When the mask is worn in the face region as a result of the detection, most of the region below the nose of the face region is blocked. Therefore, the portion of the skin that is not shielded may be an eyebrow region, an eyelid region, a nasal bridge region. The face key point detection can obtain the left eye lower eyelid key point coordinate, the right eye lower eyelid key point coordinate, the left eyebrow key point coordinate and the right eyebrow key point coordinate. The fourth straight line is a straight line passing through the left lower eyelid keypoint and the right lower eyelid keypoint, and the first straight line is a straight line passing through the left eyebrow keypoint and the right eyebrow keypoint. The three partial areas of the eyebrow area, the eyelid area and the nose bridge area are all between the horizontal lines determined by the left eyebrow and the right eyebrow and the straight lines determined by the left lower eyelid and the right lower eyelid in the face area. Therefore, when the mask is worn in the face region as a result of the detection, a pixel region between the first straight line and the fourth straight line in the face region is defined as the skin pixel region.

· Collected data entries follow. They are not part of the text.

//! 发行方 API 处理器
//!
//! 发行方的列表、创建、详情、整体更新与删除

use axum::{
    Extension, Json,
    extract::{Path, State},
};
use tracing::info;
use validator::Validate;

use badgr_core::CoreError;
use badgr_core::models::Issuer;

use super::{Created, Envelope, JsonBody, created};
use crate::auth::permissions::issuer_for;
use crate::auth::scopes::RW_ISSUER;
use crate::auth::{Access, AuthContext, IssuerRule};
use crate::dto::{IssuerDto, IssuerRequest, V2Response};
use crate::error::{ApiError, Result};
use crate::state::AppState;

const UNVERIFIED_ISSUER_EMAIL: &str =
    "Issuer email must be one of your verified addresses. Add this email to your profile and try again.";

async fn to_dto(state: &AppState, issuer: Issuer) -> Result<IssuerDto> {
    let staff = state.repos.issuers.list_staff(issuer.id).await?;
    Ok(IssuerDto::new(issuer, &staff, &state.urls))
}

/// 当前用户所属的发行方
///
/// GET /v2/issuers
pub async fn list_issuers(
    State(state): State<AppState>,
    Extension(auth): Extension<AuthContext>,
) -> Result<Envelope<IssuerDto>> {
    auth.require_verified()?;
    auth.require_scope(&[RW_ISSUER])?;

    let issuers = state.repos.issuers.list_for_user(auth.user_id()).await?;
    let mut result = Vec::with_capacity(issuers.len());
    for issuer in issuers {
        result.push(to_dto(&state, issuer).await?);
    }
    Ok(Json(V2Response::ok(result)))
}

/// 创建发行方，创建者成为 owner
///
/// POST /v2/issuers
pub async fn create_issuer(
    State(state): State<AppState>,
    Extension(auth): Extension<AuthContext>,
    payload: JsonBody<IssuerRequest>,
) -> Result<Created<IssuerDto>> {
    auth.require_verified()?;
    auth.require_scope(&[RW_ISSUER])?;
    let Json(req) = payload?;
    req.validate()?;

    let email = req.email.as_deref().unwrap_or_default();
    if !auth.account.is_email_verified(email) {
        return Err(ApiError::validation(UNVERIFIED_ISSUER_EMAIL));
    }

    let issuer = state
        .repos
        .issuers
        .create(req.into_new_issuer(auth.user_id()), Some(auth.user_id()))
        .await?;
    info!(
        event = "IssuerCreated",
        issuer = %issuer.entity_id,
        user = %auth.account.entity_id(),
        "Issuer created"
    );

    Ok(created(to_dto(&state, issuer).await?))
}

/// 获取发行方详情
///
/// GET /v2/issuers/{entity_id}
pub async fn get_issuer(
    State(state): State<AppState>,
    Extension(auth): Extension<AuthContext>,
    Path(entity_id): Path<String>,
) -> Result<Envelope<IssuerDto>> {
    auth.require_verified()?;
    let issuer = issuer_for(&state.repos, &auth, &entity_id, IssuerRule::Editor, Access::Read).await?;
    Ok(Json(V2Response::single(to_dto(&state, issuer).await?)))
}

/// 整体更新发行方
///
/// PUT /v2/issuers/{entity_id}
pub async fn update_issuer(
    State(state): State<AppState>,
    Extension(auth): Extension<AuthContext>,
    Path(entity_id): Path<String>,
    payload: JsonBody<IssuerRequest>,
) -> Result<Envelope<IssuerDto>> {
    auth.require_verified()?;
    let mut issuer =
        issuer_for(&state.repos, &auth, &entity_id, IssuerRule::Editor, Access::Write).await?;
    let Json(req) = payload?;
    req.validate()?;

    req.apply_to(&mut issuer);
    let issuer = state.repos.issuers.update(&issuer).await?;
    info!(issuer = %issuer.entity_id, user = %auth.account.entity_id(), "Issuer updated");

    Ok(Json(V2Response::single(to_dto(&state, issuer).await?)))
}

/// 删除发行方；已发放过徽章的发行方不可删除
///
/// DELETE /v2/issuers/{entity_id}
pub async fn delete_issuer(
    State(state): State<AppState>,
    Extension(auth): Extension<AuthContext>,
    Path(entity_id): Path<String>,
) -> Result<Envelope<IssuerDto>> {
    auth.require_verified()?;
    let issuer =
        issuer_for(&state.repos, &auth, &entity_id, IssuerRule::Editor, Access::Write).await?;

    if state.repos.assertions.count_for_issuer(issuer.id).await? > 0 {
        return Err(CoreError::IssuerHasAssertions.into());
    }
    state.repos.issuers.delete(issuer.id).await?;
    info!(issuer = %issuer.entity_id, user = %auth.account.entity_id(), "Issuer deleted");

    Ok(Json(V2Response::empty()))
}
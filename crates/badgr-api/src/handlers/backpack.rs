//! 背包 API 处理器
//!
//! 接收者视角的徽章实例：列表、详情、接受与拒绝

use axum::{
    Extension, Json,
    extract::{Path, State},
    http::StatusCode,
};
use axum_extra::extract::Query;

use badgr_core::models::BadgeInstance;

use super::{Envelope, JsonBody};
use crate::auth::AuthContext;
use crate::auth::scopes::{BACKPACK_READ_SCOPES, BACKPACK_WRITE_SCOPES};
use crate::dto::{AcceptanceRequest, AssertionDto, ListQuery, Related, V2Response};
use crate::error::{ApiError, Result};
use crate::state::AppState;

async fn owned(state: &AppState, auth: &AuthContext, entity_id: &str) -> Result<BadgeInstance> {
    state
        .backpack
        .get(&auth.account, entity_id)
        .await?
        .ok_or(ApiError::NotFound)
}

/// 背包中的徽章实例，支持 `expand=badgeclass,issuer`
///
/// GET /v2/backpack/assertions
pub async fn list_backpack(
    State(state): State<AppState>,
    Extension(auth): Extension<AuthContext>,
    Query(query): Query<ListQuery>,
) -> Result<Envelope<AssertionDto>> {
    auth.require_verified()?;
    auth.require_scope(BACKPACK_READ_SCOPES)?;

    let instances = state.backpack.list(&auth.account).await?;
    let result = Related::new(&state)
        .backpack_assertions(instances, query.expands())
        .await?;
    Ok(Json(V2Response::ok(result)))
}

/// GET /v2/backpack/assertions/{entity_id}
pub async fn get_backpack_assertion(
    State(state): State<AppState>,
    Extension(auth): Extension<AuthContext>,
    Path(entity_id): Path<String>,
    Query(query): Query<ListQuery>,
) -> Result<Envelope<AssertionDto>> {
    auth.require_verified()?;
    auth.require_scope(BACKPACK_READ_SCOPES)?;

    let instance = owned(&state, &auth, &entity_id).await?;
    let dto = Related::new(&state)
        .backpack_assertion(instance, query.expands())
        .await?;
    Ok(Json(V2Response::single(dto)))
}

/// 接受徽章实例
///
/// PUT /v2/backpack/assertions/{entity_id}
pub async fn update_acceptance(
    State(state): State<AppState>,
    Extension(auth): Extension<AuthContext>,
    Path(entity_id): Path<String>,
    payload: JsonBody<AcceptanceRequest>,
) -> Result<Envelope<AssertionDto>> {
    auth.require_verified()?;
    auth.require_scope(BACKPACK_WRITE_SCOPES)?;
    let instance = owned(&state, &auth, &entity_id).await?;
    let Json(req) = payload?;
    req.validated().map_err(ApiError::FieldErrors)?;

    let instance = state
        .backpack
        .accept(instance, Some(auth.account.entity_id()))
        .await?;
    let dto = Related::new(&state)
        .backpack_assertion(instance, Default::default())
        .await?;
    Ok(Json(V2Response::single(dto)))
}

/// 拒绝徽章实例并从所有收藏集中移除
///
/// DELETE /v2/backpack/assertions/{entity_id}
pub async fn reject_assertion(
    State(state): State<AppState>,
    Extension(auth): Extension<AuthContext>,
    Path(entity_id): Path<String>,
) -> Result<StatusCode> {
    auth.require_verified()?;
    auth.require_scope(BACKPACK_WRITE_SCOPES)?;
    let instance = owned(&state, &auth, &entity_id).await?;

    state.backpack.reject(&auth.account, instance).await?;
    Ok(StatusCode::NO_CONTENT)
}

4. Acquiring a color value of a second pixel point in the skin pixel point area;

in this embodiment of the present application, the color value of the second pixel is obtained from the skin pixel area, where the color value of the second pixel is used as a reference for measuring the skin color exposed from the skin area. Thus, the second pixel point may be any point in the skin pixel point area.

The implementation manner of obtaining the second pixel point in the skin pixel point area may be: finding the coordinate average value of a certain skin area as a second pixel point; or finding out the pixel points of the intersection point coordinates of the straight lines determined by some key points as second pixel points; alternatively, the image of a part of the skin area is subjected to gradation processing, and the pixel point having the largest gradation value is used as the second pixel point. The method for acquiring the skin pixel is not limited in the embodiment of the present application.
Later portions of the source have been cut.